Two Fed bank boards sought no change to rates ahead of February meeting


(Reuters) – The boards of directors of the Atlanta and Dallas Federal Reserve Banks voted in mid-January to keep unchanged the rate charged to commercial banks for emergency loans, minutes of their discount rate meetings showed on Tuesday.

Meanwhile directors on the boards of the Cleveland, St. Louis and Minneapolis Fed banks voted for a half-point increase in that rate, the minutes showed.

The requests from all five banks were overruled when Fed policymakers at their Jan. 31-Feb. 1 meeting decided to raise the benchmark policy rate by a quarter of a percentage point, to a 4.5%-4.75% range. That was in line with votes from the seven remaining Fed bank boards of directors.
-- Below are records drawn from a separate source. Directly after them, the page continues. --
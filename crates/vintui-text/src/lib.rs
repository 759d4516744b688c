#![forbid(unsafe_code)]

//! Text measurement and inline ANSI scanning for vintui.
//!
//! Measurement works in terminal cells: every character is one column.
//! Input that cannot occupy exactly one column (combining marks, CJK,
//! emoji) is filtered by [`is_cell_char`] before it reaches the grid;
//! grapheme-aware shaping is out of scope for this toolkit.

pub mod ansi;
pub mod wrap;

pub use ansi::{strip_ansi, AnsiCode, AnsiScanner, AnsiToken};
pub use wrap::{line_widths, wrap_height, wrap_width};

use unicode_width::UnicodeWidthChar;

/// Check that a character occupies exactly one terminal cell.
#[must_use]
pub fn is_cell_char(ch: char) -> bool {
    UnicodeWidthChar::width(ch) == Some(1)
}
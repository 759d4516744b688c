#![forbid(unsafe_code)]

//! # vintui
//!
//! A retro widget-tree terminal UI toolkit: parent/text/grid widgets in
//! a single-owner tree, a flex-like layout engine, two-tone borders,
//! drop shadows, color inheritance with a sentinel `None`, inline ANSI
//! color escapes, synchronous key dispatch, and tab focus navigation
//! across menu pages.
//!
//! ## Pipeline
//!
//! Every frame runs the same way:
//!
//! ```text
//! update hooks (bottom-up) → size pass (bottom-up) → place pass (top-down)
//!   → screen fill → paint (reverse declaration order) → cursor
//! ```
//!
//! ## Example
//!
//! ```no_run
//! use vintui::{Anchor, CrosstermBackend, ParentConfig, TextConfig, Tui, TuiConfig};
//! use vintui::style::{Color, ColorPair};
//!
//! let mut tui = Tui::new(TuiConfig {
//!     color: ColorPair::new(Color::White, Color::DarkBlue),
//!     ..Default::default()
//! });
//!
//! let panel = tui
//!     .add_parent(
//!         Anchor::Root,
//!         ParentConfig {
//!             has_padding: true,
//!             has_shadow: true,
//!             ..Default::default()
//!         },
//!     )
//!     .unwrap();
//!
//! tui.add_text(
//!     Anchor::Child(panel),
//!     TextConfig {
//!         string: "hello".into(),
//!         ..Default::default()
//!     },
//! )
//! .unwrap();
//!
//! let mut backend = CrosstermBackend::stdout();
//! tui.run(&mut backend).unwrap();
//! ```

pub mod backend;
pub mod dispatch;
pub mod error;
pub mod input;
pub mod layout;
pub mod list;
pub mod lookup;
pub mod navigate;
pub mod render;
pub mod run;
pub mod tree;
pub mod widget;

pub use backend::{Backend, CrosstermBackend, TestBackend};
pub use error::Error;
pub use input::Input;
pub use list::List;
pub use tree::{
    Anchor, Cursor, Menu, MenuConfig, MenuHook, MenuHooks, MenuId, MenuKeyHook, Tui, TuiConfig,
    TuiHook, TuiHooks, TuiKeyHook,
};
pub use widget::{
    Align, Border, BorderDepth, GridConfig, GridSquare, GridWidget, ParentConfig, ParentWidget,
    Pos, TextConfig, TextWidget, Widget, WidgetHook, WidgetHooks, WidgetId, WidgetKeyHook,
    WidgetKind,
};

/// Re-exports of the companion crates.
pub mod core {
    pub use vintui_core::*;
}

/// Color model re-exports.
pub mod style {
    pub use vintui_style::*;
}

/// Text measurement re-exports.
pub mod text {
    pub use vintui_text::*;
}

/// Cell grid re-exports.
pub mod cells {
    pub use vintui_render::*;
}

pub use vintui_core::{Event, KeyCode, KeyEvent, Modifiers, Rect, Size};
pub use vintui_render::Buffer;
//! A small login page: a shadowed panel with two input fields and two
//! buttons, wired through hooks. Tab moves focus, Enter on Quit exits.

use std::cell::RefCell;
use std::rc::Rc;

use vintui::style::{Color, ColorPair};
use vintui::{
    Align, Anchor, Border, BorderDepth, CrosstermBackend, Input, KeyCode, MenuConfig,
    ParentConfig, Pos, TextConfig, Tui, TuiConfig, WidgetHooks,
};

fn main() -> Result<(), vintui::Error> {
    let mut tui = Tui::new(TuiConfig {
        color: ColorPair::new(Color::White, Color::DarkBlue),
        ..Default::default()
    });

    let menu = tui.add_menu(MenuConfig {
        name: "login".into(),
        ..Default::default()
    });

    let page = tui
        .add_parent(
            Anchor::Menu(menu),
            ParentConfig {
                name: Some("page".into()),
                rect: Some(vintui::Rect::new(0, 0, 0, 0)),
                align: Align::Center,
                pos: Pos::Center,
                is_vertical: true,
                ..Default::default()
            },
        )
        .expect("page");

    let panel = tui
        .add_parent(
            Anchor::Child(page),
            ParentConfig {
                name: Some("panel".into()),
                color: ColorPair::new(Color::Black, Color::Gray),
                border: Border {
                    is_active: true,
                    depth: BorderDepth::High,
                    ..Default::default()
                },
                has_shadow: true,
                has_padding: true,
                has_gap: true,
                is_vertical: true,
                ..Default::default()
            },
        )
        .expect("panel");

    let _ = tui.add_text(
        Anchor::Child(panel),
        TextConfig {
            string: "Sign in".into(),
            align: Align::Center,
            ..Default::default()
        },
    );

    let user_input: Rc<RefCell<Option<Input>>> = Rc::new(RefCell::new(None));
    let pass_input: Rc<RefCell<Option<Input>>> = Rc::new(RefCell::new(None));

    let user_field = {
        let input = Rc::clone(&user_input);
        tui.add_text(
            Anchor::Child(panel),
            TextConfig {
                name: Some("user".into()),
                rect: Some(vintui::Rect::new(0, 0, 20, 1)),
                color: ColorPair::new(Color::White, Color::DarkGray),
                is_interact: true,
                hooks: WidgetHooks {
                    key: Some(Box::new(move |tui, _, key| {
                        match input.borrow_mut().as_mut() {
                            Some(input) => input.handle_key(tui, key),
                            None => false,
                        }
                    })),
                    ..Default::default()
                },
                ..Default::default()
            },
        )
        .expect("user field")
    };

    let pass_field = {
        let input = Rc::clone(&pass_input);
        tui.add_text(
            Anchor::Child(panel),
            TextConfig {
                name: Some("pass".into()),
                rect: Some(vintui::Rect::new(0, 1, 20, 1)),
                color: ColorPair::new(Color::White, Color::DarkGray),
                is_secret: true,
                is_interact: true,
                hooks: WidgetHooks {
                    key: Some(Box::new(move |tui, _, key| {
                        match input.borrow_mut().as_mut() {
                            Some(input) => input.handle_key(tui, key),
                            None => false,
                        }
                    })),
                    ..Default::default()
                },
                ..Default::default()
            },
        )
        .expect("pass field")
    };

    *user_input.borrow_mut() = Some(Input::new(&mut tui, user_field, 32));
    *pass_input.borrow_mut() = Some(Input::new(&mut tui, pass_field, 32));

    let row = tui
        .add_parent(
            Anchor::Child(panel),
            ParentConfig {
                align: Align::Between,
                has_gap: true,
                ..Default::default()
            },
        )
        .expect("button row");

    let _ = tui.add_text(
        Anchor::Child(row),
        TextConfig {
            string: " OK ".into(),
            color: ColorPair::new(Color::Black, Color::DarkGreen),
            is_interact: true,
            ..Default::default()
        },
    );

    let _ = tui.add_text(
        Anchor::Child(row),
        TextConfig {
            string: " Quit ".into(),
            color: ColorPair::new(Color::White, Color::DarkRed),
            is_interact: true,
            hooks: WidgetHooks {
                key: Some(Box::new(|tui, _, key| {
                    if key.code == KeyCode::Enter {
                        tui.stop();
                        return true;
                    }
                    false
                })),
                ..Default::default()
            },
            ..Default::default()
        },
    );

    tui.set_menu(menu);
    tui.focus_by_path(menu, "page panel user");

    let mut backend = CrosstermBackend::stdout();
    tui.run(&mut backend)
}
#![forbid(unsafe_code)]

//! Color types and inheritance.
//!
//! The palette is the classic 16-color terminal set plus a [`Color::None`]
//! sentinel meaning "inherit from the nearest ancestor". The numbering is
//! shifted by one against terminal color indices so that zero can be the
//! sentinel; [`Color::terminal_index`] undoes the shift.

/// A single foreground or background color.
#[derive(Debug, Clone, Copy, PartialEq, Eq, Hash, Default)]
#[repr(u8)]
pub enum Color {
    /// Inherit from the nearest ancestor.
    #[default]
    None = 0,
    /// Black (terminal index 0).
    Black = 1,
    /// Dark red (terminal index 1).
    DarkRed = 2,
    /// Dark green (terminal index 2).
    DarkGreen = 3,
    /// Dark yellow (terminal index 3).
    DarkYellow = 4,
    /// Dark blue (terminal index 4).
    DarkBlue = 5,
    /// Purple (terminal index 5).
    Purple = 6,
    /// Aqua (terminal index 6).
    Aqua = 7,
    /// Gray (terminal index 7).
    Gray = 8,
    /// Dark gray (terminal index 8).
    DarkGray = 9,
    /// Red (terminal index 9).
    Red = 10,
    /// Green (terminal index 10).
    Green = 11,
    /// Yellow (terminal index 11).
    Yellow = 12,
    /// Blue (terminal index 12).
    Blue = 13,
    /// Magenta (terminal index 13).
    Magenta = 14,
    /// Cyan (terminal index 14).
    Cyan = 15,
    /// White (terminal index 15).
    White = 16,
}

impl Color {
    /// Total number of palette values, sentinel included.
    pub const COUNT: u8 = 17;

    /// Construct from the shifted palette value (0 = sentinel).
    ///
    /// Returns `None` for values past the palette.
    #[must_use]
    pub const fn from_u8(value: u8) -> Option<Self> {
        match value {
            0 => Some(Self::None),
            1 => Some(Self::Black),
            2 => Some(Self::DarkRed),
            3 => Some(Self::DarkGreen),
            4 => Some(Self::DarkYellow),
            5 => Some(Self::DarkBlue),
            6 => Some(Self::Purple),
            7 => Some(Self::Aqua),
            8 => Some(Self::Gray),
            9 => Some(Self::DarkGray),
            10 => Some(Self::Red),
            11 => Some(Self::Green),
            12 => Some(Self::Yellow),
            13 => Some(Self::Blue),
            14 => Some(Self::Magenta),
            15 => Some(Self::Cyan),
            16 => Some(Self::White),
            _ => None,
        }
    }

    /// The shifted palette value.
    #[must_use]
    pub const fn as_u8(self) -> u8 {
        self as u8
    }

    /// Check for the inheritance sentinel.
    #[must_use]
    pub const fn is_none(self) -> bool {
        matches!(self, Self::None)
    }

    /// The 0-based terminal color index, or `None` for the sentinel.
    #[must_use]
    pub const fn terminal_index(self) -> Option<u8> {
        match self {
            Self::None => None,
            _ => Some(self as u8 - 1),
        }
    }
}

/// A foreground/background pair.
#[derive(Debug, Clone, Copy, PartialEq, Eq, Hash, Default)]
pub struct ColorPair {
    /// Foreground color.
    pub fg: Color,
    /// Background color.
    pub bg: Color,
}

impl ColorPair {
    /// Fully transparent pair (both components inherit).
    pub const NONE: Self = Self {
        fg: Color::None,
        bg: Color::None,
    };

    /// Create a new pair.
    #[must_use]
    pub const fn new(fg: Color, bg: Color) -> Self {
        Self { fg, bg }
    }

    /// Check if both components are concrete.
    #[must_use]
    pub const fn is_opaque(&self) -> bool {
        !self.fg.is_none() && !self.bg.is_none()
    }

    /// Check if either component is concrete.
    #[must_use]
    pub const fn has_color(&self) -> bool {
        !self.fg.is_none() || !self.bg.is_none()
    }

    /// Replace sentinel components with the fallback's components.
    ///
    /// A pair with no sentinels is returned unchanged.
    #[must_use]
    pub fn inherit(self, fallback: ColorPair) -> Self {
        if self.is_opaque() {
            return self;
        }

        Self {
            fg: if self.fg.is_none() { fallback.fg } else { self.fg },
            bg: if self.bg.is_none() { fallback.bg } else { self.bg },
        }
    }
}

#[cfg(test)]
mod tests {
    use super::{Color, ColorPair};

    #[test]
    fn round_trip_palette_values() {
        for value in 0..Color::COUNT {
            let color = Color::from_u8(value).expect("palette value");
            assert_eq!(color.as_u8(), value);
        }
        assert_eq!(Color::from_u8(Color::COUNT), None);
    }

    #[test]
    fn terminal_index_shift() {
        assert_eq!(Color::None.terminal_index(), None);
        assert_eq!(Color::Black.terminal_index(), Some(0));
        assert_eq!(Color::White.terminal_index(), Some(15));
    }

    #[test]
    fn inherit_replaces_only_sentinels() {
        let fallback = ColorPair::new(Color::White, Color::Blue);

        let both = ColorPair::NONE.inherit(fallback);
        assert_eq!(both, fallback);

        let fg_only = ColorPair::new(Color::None, Color::Red).inherit(fallback);
        assert_eq!(fg_only, ColorPair::new(Color::White, Color::Red));

        let opaque = ColorPair::new(Color::Green, Color::Black).inherit(fallback);
        assert_eq!(opaque, ColorPair::new(Color::Green, Color::Black));
    }

    #[test]
    fn opacity_checks() {
        assert!(!ColorPair::NONE.is_opaque());
        assert!(!ColorPair::NONE.has_color());
        assert!(ColorPair::new(Color::None, Color::Red).has_color());
        assert!(ColorPair::new(Color::White, Color::Red).is_opaque());
    }
}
The split among Fed banks over the appropriate setting for the discount rate, which is separate from but moves in step with the rate set by the Fed’s policymaking panel, suggests some disagreement over how much further rates ought to rise to bring down too-high inflation.

“Directors were generally cautious or concerned about a weaker outlook for the economy, and some directors expected the inflation rate, which remained elevated, to slowly moderate in 2023,” the minutes said.


Fed presidents say the views of their directors help shape their outlooks, even if they don’t set the actually policy rate.